Behavior shared through extragenetic transmission
For a behavior to be considered cultural it must be shared extragenetically; that is, it must be taught. If a trained dog is introduced to a puppy that doesn't know not to urinate in a house, it cannot teach it not to do so. A particularly intelligent puppy might eventually get used to not eliminate in people's houses by observing the older dog, but no active teaching would have taken place.

Contrast this with an observed group of macaque monkeys. Some scientists wanted to learn about eating behaviors in macaque monkeys, so they put some sweet potatoes on a beach near where they lived. The sweet potatoes got sandy and, as the monkeys disliked dirty food, they would spend some time picking the sand off. One young female, however started taking her potatoes to a freshwater pool to rinse off. She showed the others how to do so as well. The scientists then threw wheat on the sand, hoping the monkeys would spend more time picking the food out so they would have more time to observe them. The same young female just scooped up handfuls of wheat and sand and dumped them in the water. The sand sank and the wheat floated, which she ate. This practice also quickly spread through the group. This is what humans could call a proto-cultural behavior. It is learned, it involves concepts and generalisations, and it is taught. There is only one thing missing.

Artifacts, concrete and abstract
Cultural behavior must involve the use of artifacts. The most famous example in the animal world is the termite stick. Some chimpanzees in Tanzania have learned to fish termites out of their nests using sticks. They select a stick and modify it to fit down an opening in a termite nest, insert it, wiggle it around and withdraw it, eating the termites that have attacked the stick and stuck to it. This fits our criteria for cultural behavior. It is not genetically programmed. Not all chimpanzees do it, as would happen if it were built into their genes. It involves several complex generalisations and ideas, involving understanding the termites' behavior and how to exploit it, and conceiving of a tool with which to do so. It is taught by mother chimpanzees to their offspring and involves the use of an artifact: the stick itself. 

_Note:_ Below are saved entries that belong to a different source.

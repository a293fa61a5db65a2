pub mod cleaner;
pub mod detail;
pub mod extractor;
pub mod filters;
pub mod pacing;
pub mod pagination;

use crate::browser::{Browser, View};
use crate::config::{PacingConfig, SiteConfig};
use crate::error::Result;
use crate::models::CrawlPhase;
use std::sync::Arc;
use std::time::Duration;
use tracing::debug;
use url::Url;

use self::pacing::bounded;

// ── Session ───────────────────────────────────────────────────────────────────

/// The live browser and the one results view every filter/pagination action
/// goes through. Detail views are opened per record and never stored here.
pub struct Session {
    pub browser: Arc<dyn Browser>,
    pub results: Box<dyn View>,
}

impl Session {
    pub async fn open(browser: Arc<dyn Browser>, limit: Duration) -> Result<Self> {
        let results = bounded(limit, "results view", browser.open_view()).await?;
        Ok(Self { browser, results })
    }

    pub async fn close(self, limit: Duration) -> Result<()> {
        bounded(limit, "closing results view", self.results.close()).await
    }
}

// ── Context ───────────────────────────────────────────────────────────────────

/// Everything a crawl step needs, threaded from the orchestrator down to the
/// detail fetcher.
pub struct CrawlContext {
    pub session: Session,
    pub site: SiteConfig,
    pub pacing: PacingConfig,
    pub base_url: Url,
    pub phase: CrawlPhase,
}

impl CrawlContext {
    /// Context for `session`, starting in the unfiltered phase.
    pub fn new(session: Session, site: SiteConfig, pacing: PacingConfig) -> Result<Self> {
        let base_url = Url::parse(&site.base_url)?;
        Ok(Self {
            session,
            site,
            pacing,
            base_url,
            phase: CrawlPhase::Unfiltered,
        })
    }

    pub fn results(&self) -> &dyn View {
        self.session.results.as_ref()
    }

    pub fn browser(&self) -> &dyn Browser {
        self.session.browser.as_ref()
    }

    /// Deadline for single element operations (query, click, read).
    pub fn action_timeout(&self) -> Duration {
        PacingConfig::ms(self.pacing.action_timeout_ms)
    }

    pub fn navigation_timeout(&self) -> Duration {
        PacingConfig::ms(self.pacing.navigation_timeout_ms)
    }

    /// Point the results view at the catalog's unfiltered first page.
    pub async fn load_catalog(&self) -> Result<()> {
        let url = self.base_url.as_str();
        debug!("Loading catalog {}", url);
        bounded(self.navigation_timeout(), "catalog navigation", self.results().navigate(url)).await
    }

    /// Reload the results view; any filter state and element handles are lost.
    pub async fn reload_results(&self) -> Result<()> {
        bounded(self.navigation_timeout(), "results reload", self.results().reload()).await
    }

    /// Absolute http(s) URL for a card's href, or `None` when it can't point
    /// at a detail page.
    pub fn resolve_link(&self, href: &str) -> Option<String> {
        let href = href.trim();
        if href.is_empty() || href.starts_with('#') || href.starts_with("javascript:") {
            return None;
        }
        let url = self.base_url.join(href).ok()?;
        matches!(url.scheme(), "http" | "https").then(|| url.to_string())
    }
}

#[cfg(test)]
pub(crate) mod testing {
    use super::*;
    use crate::browser::fake::FakeBrowser;

    pub async fn context(browser: &FakeBrowser, phase: CrawlPhase) -> CrawlContext {
        let session = Session::open(Arc::new(browser.clone()), Duration::from_secs(1))
            .await
            .unwrap();
        let mut ctx =
            CrawlContext::new(session, SiteConfig::default(), PacingConfig::immediate()).unwrap();
        ctx.phase = phase;
        ctx.load_catalog().await.unwrap();
        ctx
    }
}

#[cfg(test)]
mod tests {
    use super::testing::context;
    use super::*;
    use crate::browser::fake::{FakeBrowser, FakeSite};

    #[tokio::test]
    async fn test_resolve_link() {
        let browser = FakeBrowser::new(FakeSite::default());
        let ctx = context(&browser, CrawlPhase::Unfiltered).await;

        assert_eq!(
            ctx.resolve_link("/portal/approval/17").as_deref(),
            Some("https://www.nsws.gov.in/portal/approval/17")
        );
        assert_eq!(
            ctx.resolve_link("details?id=3").as_deref(),
            Some("https://www.nsws.gov.in/portal/details?id=3")
        );
        assert_eq!(
            ctx.resolve_link(" https://example.org/x ").as_deref(),
            Some("https://example.org/x")
        );
        assert_eq!(ctx.resolve_link(""), None);
        assert_eq!(ctx.resolve_link("#"), None);
        assert_eq!(ctx.resolve_link("javascript:void(0)"), None);
        assert_eq!(ctx.resolve_link("mailto:help@nsws.gov.in"), None);
    }
}
//! Append-only CSV output, one file per crawl phase.

use crate::error::Result;
use crate::models::{ApprovalRecord, Column, Schema};
use std::collections::HashSet;
use std::fs::{File, OpenOptions};
use std::path::{Path, PathBuf};
use tracing::{debug, info};

// ── Sink seam ─────────────────────────────────────────────────────────────────

/// Durable destination for the records of one phase.
pub trait RecordSink: Send {
    fn schema(&self) -> Schema;

    /// Write one row projected onto [`RecordSink::schema`].
    fn append(&mut self, record: &ApprovalRecord) -> Result<()>;

    /// Whether a row for `link` is already stored. Sinks that don't track
    /// links answer `false`.
    fn contains(&self, _link: &str) -> bool {
        false
    }
}

// ── CSV sink ──────────────────────────────────────────────────────────────────

pub struct CsvSink {
    path: PathBuf,
    schema: Schema,
    writer: Option<csv::Writer<File>>,
    /// Links on disk when the sink was opened; only tracked in resume mode.
    /// Rows appended afterwards are not added, so a link listed twice in one
    /// run is written twice.
    seen: Option<HashSet<String>>,
    written: usize,
}

impl CsvSink {
    /// Prepare a sink for `path`. Nothing touches the file until the first
    /// append; an existing file is always extended, never truncated.
    pub fn open(path: impl Into<PathBuf>, schema: Schema, resume: bool) -> Result<Self> {
        let path = path.into();
        let seen = if resume {
            let links = read_links(&path)?;
            info!("Resuming {:?}: {} links already stored", path, links.len());
            Some(links)
        } else {
            None
        };

        Ok(Self {
            path,
            schema,
            writer: None,
            seen,
            written: 0,
        })
    }

    /// Rows appended through this sink (not counting rows already on disk).
    pub fn written(&self) -> usize {
        self.written
    }

    fn create_writer(&self) -> Result<csv::Writer<File>> {
        let file = OpenOptions::new()
            .create(true)
            .append(true)
            .open(&self.path)?;
        let fresh = file.metadata()?.len() == 0;

        let mut writer = csv::WriterBuilder::new()
            .has_headers(false)
            .from_writer(file);
        if fresh {
            debug!("Writing header to {:?}", self.path);
            writer.write_record(self.schema.iter().map(|c| c.header()))?;
            writer.flush()?;
        }
        Ok(writer)
    }
}

impl RecordSink for CsvSink {
    fn schema(&self) -> Schema {
        self.schema
    }

    fn append(&mut self, record: &ApprovalRecord) -> Result<()> {
        let mut writer = match self.writer.take() {
            Some(w) => w,
            None => self.create_writer()?,
        };
        let outcome = writer
            .write_record(record.row(self.schema))
            .and_then(|_| writer.flush().map_err(csv::Error::from));
        self.writer = Some(writer);
        outcome?;

        self.written += 1;
        Ok(())
    }

    fn contains(&self, link: &str) -> bool {
        self.seen.as_ref().is_some_and(|s| s.contains(link))
    }
}

// ── Reading back ──────────────────────────────────────────────────────────────

/// Every value of the `Approval Link` column in an output file. A missing
/// file has no links.
pub fn read_links(path: &Path) -> Result<HashSet<String>> {
    if !path.exists() {
        return Ok(HashSet::new());
    }

    let mut reader = csv::ReaderBuilder::new()
        .has_headers(true)
        .flexible(true)
        .from_path(path)?;
    let idx = link_column(reader.headers()?);

    let mut links = HashSet::new();
    for row in reader.records() {
        if let Some(link) = row?.get(idx) {
            links.insert(link.to_string());
        }
    }
    Ok(links)
}

/// Position of the link column in a header row, defaulting to the first.
pub fn link_column(headers: &csv::StringRecord) -> usize {
    headers
        .iter()
        .position(|h| h.trim() == Column::Link.header())
        .unwrap_or(0)
}

/// Sink that keeps rows in memory.
#[cfg(test)]
pub struct MemorySink {
    pub schema: Schema,
    pub rows: Vec<ApprovalRecord>,
    pub known: HashSet<String>,
}

#[cfg(test)]
impl MemorySink {
    pub fn new(schema: Schema) -> Self {
        Self {
            schema,
            rows: Vec::new(),
            known: HashSet::new(),
        }
    }

    pub fn links(&self) -> Vec<&str> {
        self.rows.iter().map(|r| r.link.as_str()).collect()
    }
}

#[cfg(test)]
impl RecordSink for MemorySink {
    fn schema(&self) -> Schema {
        self.schema
    }

    fn append(&mut self, record: &ApprovalRecord) -> Result<()> {
        self.rows.push(record.clone());
        Ok(())
    }

    fn contains(&self, link: &str) -> bool {
        self.known.contains(link)
    }
}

The difference between the culture of humans and the behaviors exhibited by others is that humans cannot survive without culture. Everything they see, touch, interact with and think about is cultural. It is the major adaptive mechanism for humans. They cannot survive winters in upper latitudes without protective clothing and shelter, which are provided culturally. They cannot obtain food without being taught how. Whereas other organisms that exhibit cultural behavior don't necessarily need it for the perpetuation of their species, they absolutely cannot live without it. 

Language is an important element in human culture. It is the primary abstract artifact by which culture is transmitted extragenetically (fulfilling points 3 and 4). Only so few can be shown, much more must be explained. Most transmission of the knowledge, ideas, and values that make up a given culture, from the ten commandments to this entry, is done through language. Again, language is an aspect from which humans differ from other animals in degree rather than kind. Once more it is other apes who share the greatest similarities with humans. Though these primates lack the larynx structure that allows for sophisticated vocalization, there are other ways of communicating. The famous female gorilla, Koko, was taught to communicate in American sign language, and she taught it to other gorillas as well.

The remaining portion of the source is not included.